As increases in retinal levels of inflammatory cells are another feature of DR, cryosections were examined for changes in activated microglia using Iba-1 staining and differences in infiltrating hematopoietic cells using CD45 staining. The db/db-AL mice showed a significant increase in Iba-1 ⁺ cells compared to db/m-AL mice and db/db-IF mice (Figure 2F). The CD45 ⁺ cell infiltration was significantly increased in the db/db-AL mice compared to the db/m-AL mice and db/db-IF mice (Figure 2G). Overall, IF protected db/db mice from developing histological features of DR.

It was previously found that neuropathic changes in the bone marrow preceded the development of diabetic retinopathy in Type 1 and Type 2 diabetes in rats. To examine whether IF prevented the bone marrow of dysfunction typically seen in diabetes,

immunohistochemical studies of the neuronal marker F200 in long bones from db/m and db/db mice were performed (Figure 2H). A reduced level of F200 ⁺ staining was observed in db/db mice as compared to age-matched controls, supporting the presence of neuropathic changes in the bone marrow (Figure 21 and Figure 2K). IF feeding preserved F200 ⁺ staining in the bone marrow of db/db mice to levels similar to control non-diabetic mice (Figure 2J and Figure 2L).
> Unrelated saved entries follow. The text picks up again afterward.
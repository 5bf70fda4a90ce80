//! Promotion key mapping
//!
//! Which key picks which promotion piece. The default is `Q`, `R`, `N`, `B`;
//! matching is case-insensitive.

use chess_engine::{ChessEngineError, ChessEngineResult, PromotionChoice};
use serde::{Deserialize, Serialize};

use crate::core::{CoreError, CoreResult};

/// Key bound to each promotion choice
#[derive(Debug, Clone, Copy, PartialEq, Eq, Serialize, Deserialize)]
#[serde(default)]
pub struct PromotionKeymap {
    pub queen: char,
    pub rook: char,
    pub knight: char,
    pub bishop: char,
}

impl Default for PromotionKeymap {
    fn default() -> Self {
        Self {
            queen: 'q',
            rook: 'r',
            knight: 'n',
            bishop: 'b',
        }
    }
}

impl PromotionKeymap {
    fn bindings(&self) -> [(char, PromotionChoice); 4] {
        [
            (self.queen, PromotionChoice::Queen),
            (self.rook, PromotionChoice::Rook),
            (self.knight, PromotionChoice::Knight),
            (self.bishop, PromotionChoice::Bishop),
        ]
    }

    /// Choice bound to `key`
    pub fn choice_for(&self, key: char) -> ChessEngineResult<PromotionChoice> {
        self.bindings()
            .into_iter()
            .find(|(bound, _)| bound.eq_ignore_ascii_case(&key))
            .map(|(_, choice)| choice)
            .ok_or(ChessEngineError::UnknownPromotion { key })
    }

    /// Key bound to `choice`, lower-case
    pub fn key_for(&self, choice: PromotionChoice) -> char {
        self.bindings()
            .into_iter()
            .find(|(_, bound)| *bound == choice)
            .map(|(key, _)| key.to_ascii_lowercase())
            .unwrap_or('q')
    }

    /// Reject maps that bind one key to two choices
    pub fn validate(&self) -> CoreResult<()> {
        let keys = self.bindings().map(|(key, _)| key.to_ascii_lowercase());
        for (i, key) in keys.iter().enumerate() {
            if keys[i + 1..].contains(key) {
                return Err(CoreError::KeymapConflict { key: *key });
            }
        }
        Ok(())
    }
}
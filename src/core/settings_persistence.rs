//! Settings persistence
//!
//! Loads and saves [`RefereeSettings`] as JSON.
//!
//! # File Location
//!
//! Without an explicit path, settings live in `settings.json` in the user's
//! configuration directory, e.g. `~/.config/chessreferee/settings.json`.
//!
//! # Error Handling
//!
//! [`load_settings`] never fails: a missing, unreadable, malformed or
//! inconsistent file is logged and replaced by the defaults. [`read_settings`]
//! and [`save_settings`] report errors to the caller.

use std::fs;
use std::path::{Path, PathBuf};

use directories::ProjectDirs;
use tracing::{info, warn};

use super::error::CoreResult;
use super::resources::RefereeSettings;

/// Settings filename
pub const SETTINGS_FILENAME: &str = "settings.json";

/// Path of `settings.json` in the user's configuration directory
///
/// Falls back to `settings.json` in the working directory when no config
/// directory can be determined.
pub fn default_settings_path() -> PathBuf {
    match ProjectDirs::from("com", "trilltino", "ChessReferee") {
        Some(proj_dirs) => proj_dirs.config_dir().join(SETTINGS_FILENAME),
        None => PathBuf::from(SETTINGS_FILENAME),
    }
}

/// Read and validate settings from `path`
pub fn read_settings(path: &Path) -> CoreResult<RefereeSettings> {
    let contents = fs::read_to_string(path)?;
    let settings: RefereeSettings = serde_json::from_str(&contents)?;
    settings.rules.validate()?;
    settings.promotion_keys.validate()?;
    Ok(settings)
}

/// Load settings from `path` (or the default location), falling back to defaults
pub fn load_settings(path: Option<&Path>) -> RefereeSettings {
    let settings_path = path.map(Path::to_path_buf).unwrap_or_else(default_settings_path);

    if !settings_path.exists() {
        info!(
            "[SETTINGS] No settings file found at {:?}. Using defaults.",
            settings_path
        );
        return RefereeSettings::default();
    }

    match read_settings(&settings_path) {
        Ok(settings) => {
            info!("[SETTINGS] Loaded settings from {:?}", settings_path);
            settings
        }
        Err(e) => {
            warn!(
                "[SETTINGS] Failed to load settings file at {:?}: {}. Using defaults.",
                settings_path, e
            );
            RefereeSettings::default()
        }
    }
}

/// Write `settings` to `path` as pretty JSON, creating parent directories
pub fn save_settings(settings: &RefereeSettings, path: &Path) -> CoreResult<()> {
    if let Some(parent) = path.parent() {
        if !parent.as_os_str().is_empty() && !parent.exists() {
            fs::create_dir_all(parent)?;
        }
    }
    let json = serde_json::to_string_pretty(settings)?;
    fs::write(path, json)?;
    info!("[SETTINGS] Saved settings to {:?}", path);
    Ok(())
}
//! Core module - settings, logging and error types
//!
//! # Architecture Overview
//!
//! - [`RefereeSettings`] - rule parameters, promotion keys and log filter
//! - `settings_persistence` - JSON load/save in the user's config directory
//! - `logging` - `tracing-subscriber` initialisation for the binary
//! - [`CoreError`] - errors of everything outside the rules engine

pub mod error;
pub mod logging;
pub mod resources;
pub mod settings_persistence;

pub use error::{CoreError, CoreResult};
pub use logging::init_logging;
pub use resources::{RefereeSettings, DEFAULT_LOG_FILTER};
pub use settings_persistence::{
    default_settings_path, load_settings, read_settings, save_settings, SETTINGS_FILENAME,
};
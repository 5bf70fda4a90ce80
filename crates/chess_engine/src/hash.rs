//! Position fingerprints for repetition detection
//!
//! A fingerprint encodes which piece (type and color) stands on which square,
//! and nothing else: side to move, castling rights and en passant rights are
//! not part of it. Two boards with the same pieces on the same squares always
//! produce equal fingerprints, whatever order the pieces were placed in.

use std::fmt;

use serde::{Deserialize, Serialize};

use crate::board::Board;

/// Canonical text encoding of a piece layout, e.g. `"Ra1 Nb1 ... ke8"`
#[derive(Debug, Clone, PartialEq, Eq, Hash, Serialize, Deserialize)]
pub struct Fingerprint(String);

impl Fingerprint {
    /// Fingerprint of the current board; pieces are listed in square order
    pub fn of(board: &Board) -> Self {
        let encoded: Vec<String> = board
            .pieces()
            .map(|piece| format!("{}{}", piece.symbol(), piece.position))
            .collect();
        Self(encoded.join(" "))
    }

    pub fn as_str(&self) -> &str {
        &self.0
    }
}

impl fmt::Display for Fingerprint {
    fn fmt(&self, f: &mut fmt::Formatter<'_>) -> fmt::Result {
        f.write_str(&self.0)
    }
}

/// Highest number of times any single fingerprint occurs in `history`
pub fn max_occurrences(history: &[Fingerprint]) -> usize {
    let mut counts = std::collections::HashMap::new();
    for fingerprint in history {
        *counts.entry(fingerprint).or_insert(0usize) += 1;
    }
    counts.into_values().max().unwrap_or(0)
}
Example 5. Long-term IF altered the gut microbiome composition

The composition and diversity of the microbiome is integrated with the

pathophysiology of diabetes. Certain bacteria are shown to induce diabetes, while others alleviate it. Thus, the beneficial effects of IF on DR may, at least in part, be mediated through changes in microbiota composition. Fecal samples were collected and genomic DNA sequencing was used to elucidate and distinguish various bacterial taxa. A total of 1,363 filtered operational taxonomic units (OTUs) were detected. Sample richness and Shannon diversity (Figure 3A-F) were not changed by the implementation of IF but beta diversity, a measure of the between-sample diversity, showed clear differences between db/db-AL and db/m-AL mice (Figure 4 A), db/m-IF vs. db/m-AL (Figure 4B), and db/db-IF vs. db/db-AL

(Figure 4C). Principal component analysis of bacteria also demonstrated a clear separation of the four main groups (db/m-AL, db/db-AL, db/m-IF and db/db-IF). The AL groups were closer to each other while the IF groups diverged more (Figure 4D). This suggests that IF restructured a distinct microbiome in the diabetic compared to control mice.

The most represented phyla were Bacteroidetes, Firmicutes, Verrucomicrobia, Tenericutes, Actinobacteria, and Proteobacteria. The relative proportions of these varied dramatically among the experimental groups but the majority of bacteria belonged to the Bacteroidetes, Firmicutes and Verrucomicrobia phyla (Figure 4E). The ratio of

Firmicutesl Bacteroidetes (F/B) has been used as an indicator of changes in the microbiome with obesity. The F/B ratio was not altered in the db/m-IF mice; however, it was dramatically increased in the db/db-IF mice due to a significant increase of Firmicutes and a significant reduction of Bacteroidetes (Figure 4E). Apart from changes observed in the F/B ratio, Verrucomicrobia also changed significantly with IF showing an increase in db/m-IF and a reduction in db/db-IF (Figure 4E). Overall, these data indicate that IF resulted in a more dramatic restructuring of the microbiota composition in the diabetic mice with a significant expansion of Firmicutes at the expense of Bacteroidetes and Verrucomicrobia.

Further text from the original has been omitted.